** GIVEN RECORDS follows **
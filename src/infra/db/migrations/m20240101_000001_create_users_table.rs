//! Migration: Create the users table.

use sea_orm_migration::prelude::*;
use sea_orm_migration::sea_orm::DatabaseBackend;

#[derive(DeriveMigrationName)]
pub struct Migration;

#[async_trait::async_trait]
impl MigrationTrait for Migration {
    async fn up(&self, manager: &SchemaManager) -> Result<(), DbErr> {
        // AUTOINCREMENT on SQLite: ids of deleted rows are never handed out again.
        // SQLite only accepts it on a column declared exactly INTEGER, which is
        // already 64-bit there.
        let mut id = ColumnDef::new(Users::Id);
        match manager.get_database_backend() {
            DatabaseBackend::Sqlite => id.integer(),
            _ => id.big_integer(),
        };

        manager
            .create_table(
                Table::create()
                    .table(Users::Table)
                    .if_not_exists()
                    .col(id.not_null().auto_increment().primary_key())
                    .col(ColumnDef::new(Users::Name).text().null())
                    .col(ColumnDef::new(Users::Age).big_integer().null())
                    .to_owned(),
            )
            .await
    }

    async fn down(&self, manager: &SchemaManager) -> Result<(), DbErr> {
        manager
            .drop_table(Table::drop().table(Users::Table).if_exists().to_owned())
            .await
    }
}

#[derive(DeriveIden)]
enum Users {
    Table,
    Id,
    Name,
    Age,
}
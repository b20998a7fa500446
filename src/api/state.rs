//! Application state - Dependency injection container.

use std::sync::Arc;

use crate::infra::{Database, UserStore};
use crate::services::{UserManager, UserService};

/// Application state shared by every handler.
///
/// Built once at startup from an open [`Database`]; handlers never create
/// their own store.
#[derive(Clone)]
pub struct AppState {
    /// User service
    pub user_service: Arc<dyn UserService>,
    /// Database connection
    pub database: Arc<Database>,
}

impl AppState {
    /// Wire the default service stack over an open database.
    pub fn from_database(database: Arc<Database>) -> Self {
        let repo = Arc::new(UserStore::new(database.get_connection()));
        let user_service = Arc::new(UserManager::new(repo));

        Self::new(user_service, database)
    }

    /// Create new application state with manually injected services.
    pub fn new(user_service: Arc<dyn UserService>, database: Arc<Database>) -> Self {
        Self {
            user_service,
            database,
        }
    }
}
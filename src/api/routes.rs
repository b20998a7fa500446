//! Application route configuration.

use axum::{routing::get, Router};
use tower_http::trace::TraceLayer;
use utoipa::OpenApi;
use utoipa_swagger_ui::SwaggerUi;

use super::handlers::{health_check, user_routes};
use super::openapi::ApiDoc;
use super::AppState;
use crate::config::USERS_ROUTE_PREFIX;

/// Create the application router with all routes configured
pub fn create_router(state: AppState) -> Router {
    Router::new()
        .route("/", get(root))
        .route("/health", get(health_check))
        // OpenAPI Swagger UI documentation
        .merge(SwaggerUi::new("/swagger-ui").url("/api-docs/openapi.json", ApiDoc::openapi()))
        .nest(USERS_ROUTE_PREFIX, user_routes())
        .layer(TraceLayer::new_for_http())
        .with_state(state)
}

/// Root endpoint
async fn root() -> &'static str {
    "User CRUD service"
}
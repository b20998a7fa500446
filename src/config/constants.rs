//! Application-wide constants
//!
//! Centralized location for magic values to improve maintainability.

use std::time::Duration;

// =============================================================================
// Server Configuration
// =============================================================================

/// Default server host address
pub const DEFAULT_SERVER_HOST: &str = "0.0.0.0";

/// Default server port
pub const DEFAULT_SERVER_PORT: u16 = 3000;

/// Mount point of the user CRUD routes
pub const USERS_ROUTE_PREFIX: &str = "/api/users";

// =============================================================================
// Database
// =============================================================================

/// Default database connection URL (file-backed SQLite, created if missing)
pub const DEFAULT_DATABASE_URL: &str = "sqlite://users.db?mode=rwc";

/// Database URL used in test mode when none is configured
pub const TEST_DATABASE_URL: &str = "sqlite::memory:";

/// Default connection pool size
pub const DEFAULT_MAX_CONNECTIONS: u32 = 10;

/// Lifetime and idle timeout of the single connection holding an in-memory store
pub const IN_MEMORY_CONNECTION_LIFETIME: Duration = Duration::from_secs(100 * 365 * 24 * 60 * 60);

/// Name of the users table
pub const USERS_TABLE: &str = "users";

// =============================================================================
// Environment
// =============================================================================

/// `APP_ENV` value that selects the ephemeral test mode
pub const APP_ENV_TEST: &str = "test";

/// `APP_ENV` value for production deployments
pub const APP_ENV_PRODUCTION: &str = "production";

/// Default log filter when `RUST_LOG` is unset
pub const DEFAULT_LOG_FILTER: &str = "info";
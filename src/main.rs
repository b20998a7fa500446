//! User CRUD - Application entry point
//!
//! CLI-based entry point that dispatches to various commands.

use clap::Parser;
use tracing_subscriber::{layer::SubscriberExt, util::SubscriberInitExt};

use user_crud::{
    cli::{Cli, Commands},
    commands,
    config::{Config, DEFAULT_LOG_FILTER},
};

#[tokio::main]
async fn main() {
    // Parse CLI arguments
    let cli = Cli::parse();

    // Initialize tracing (verbose mode sets debug level)
    init_tracing(cli.verbose);

    // Load configuration
    let config = Config::from_env();
    tracing::debug!(?config, "Configuration loaded");

    // Execute command
    let result = match cli.command {
        Commands::Serve(args) => commands::serve::execute(args, config).await,
        Commands::Migrate(args) => commands::migrate::execute(args, config).await,
    };

    // Handle errors
    if let Err(e) = result {
        tracing::error!("Command failed: {}", e);
        std::process::exit(1);
    }
}

/// Initialize tracing subscriber
fn init_tracing(verbose: bool) {
    let filter = if verbose {
        tracing_subscriber::EnvFilter::new("debug")
    } else {
        tracing_subscriber::EnvFilter::try_from_default_env()
            .unwrap_or_else(|_| tracing_subscriber::EnvFilter::new(DEFAULT_LOG_FILTER))
    };

    tracing_subscriber::registry()
        .with(tracing_subscriber::fmt::layer())
        .with(filter)
        .init();
}
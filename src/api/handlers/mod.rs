//! HTTP request handlers.

pub mod health_handler;
pub mod user_handler;

pub use health_handler::health_check;
pub use user_handler::user_routes;
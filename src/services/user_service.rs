//! User service - Maps the five user operations onto the repository.
//!
//! The service is transport independent: it takes the raw path id and the
//! decoded JSON body and returns the JSON value the caller should send back.
//! A missing user is never an error here.

use async_trait::async_trait;
use serde::Serialize;
use serde_json::Value;
use std::sync::Arc;

use crate::domain::{parse_user_id, User, UserFields};
use crate::errors::AppResult;
use crate::infra::UserRepository;

/// Result of looking up a single user.
///
/// Serializes to the user object when found and to `{}` otherwise.
#[derive(Debug, Clone, PartialEq, Eq, Serialize)]
#[serde(untagged)]
pub enum UserLookup {
    Found(User),
    Missing {},
}

impl From<Option<User>> for UserLookup {
    fn from(user: Option<User>) -> Self {
        match user {
            Some(user) => Self::Found(user),
            None => Self::Missing {},
        }
    }
}

/// User service trait for dependency injection.
#[async_trait]
pub trait UserService: Send + Sync {
    /// Store a new user and echo the submitted body
    async fn create(&self, body: Value) -> AppResult<Value>;

    /// Every stored user
    async fn list(&self) -> AppResult<Vec<User>>;

    /// The user with this id, or `{}` when there is none
    async fn read_one(&self, raw_id: &str) -> AppResult<UserLookup>;

    /// Overwrite name and age of a user and echo the submitted body
    async fn update(&self, raw_id: &str, body: Value) -> AppResult<Value>;

    /// Remove a user and echo the submitted body
    async fn delete(&self, raw_id: &str, body: Value) -> AppResult<Value>;
}

/// Concrete implementation of UserService over a repository.
pub struct UserManager {
    repo: Arc<dyn UserRepository>,
}

impl UserManager {
    /// Create new user service instance
    pub fn new(repo: Arc<dyn UserRepository>) -> Self {
        Self { repo }
    }
}

#[async_trait]
impl UserService for UserManager {
    async fn create(&self, body: Value) -> AppResult<Value> {
        let id = self.repo.insert(UserFields::from_body(&body)).await?;
        tracing::info!(id, "User created");
        Ok(body)
    }

    async fn list(&self) -> AppResult<Vec<User>> {
        self.repo.list_all().await
    }

    async fn read_one(&self, raw_id: &str) -> AppResult<UserLookup> {
        let Some(id) = parse_user_id(raw_id) else {
            tracing::debug!(raw_id, "Non-numeric user id, nothing to read");
            return Ok(UserLookup::Missing {});
        };

        Ok(self.repo.find_by_id(id).await?.into())
    }

    async fn update(&self, raw_id: &str, body: Value) -> AppResult<Value> {
        if let Some(id) = parse_user_id(raw_id) {
            self.repo.update_by_id(id, UserFields::from_body(&body)).await?;
        }
        Ok(body)
    }

    async fn delete(&self, raw_id: &str, body: Value) -> AppResult<Value> {
        if let Some(id) = parse_user_id(raw_id) {
            self.repo.delete_by_id(id).await?;
        }
        Ok(body)
    }
}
** End of GIVEN RECORDS **
Could you restate word for word the lines above, from the one that contains "use sea_orm_migration::prelude::*;" through the one that contains "let mut id = ColumnDef::new(Users::Id);", and no others?

use sea_orm_migration::prelude::*;
use sea_orm_migration::sea_orm::DatabaseBackend;

#[derive(DeriveMigrationName)]
pub struct Migration;

#[async_trait::async_trait]
impl MigrationTrait for Migration {
    async fn up(&self, manager: &SchemaManager) -> Result<(), DbErr> {
        // AUTOINCREMENT on SQLite: ids of deleted rows are never handed out again.
        // SQLite only accepts it on a column declared exactly INTEGER, which is
        // already 64-bit there.
        let mut id = ColumnDef::new(Users::Id);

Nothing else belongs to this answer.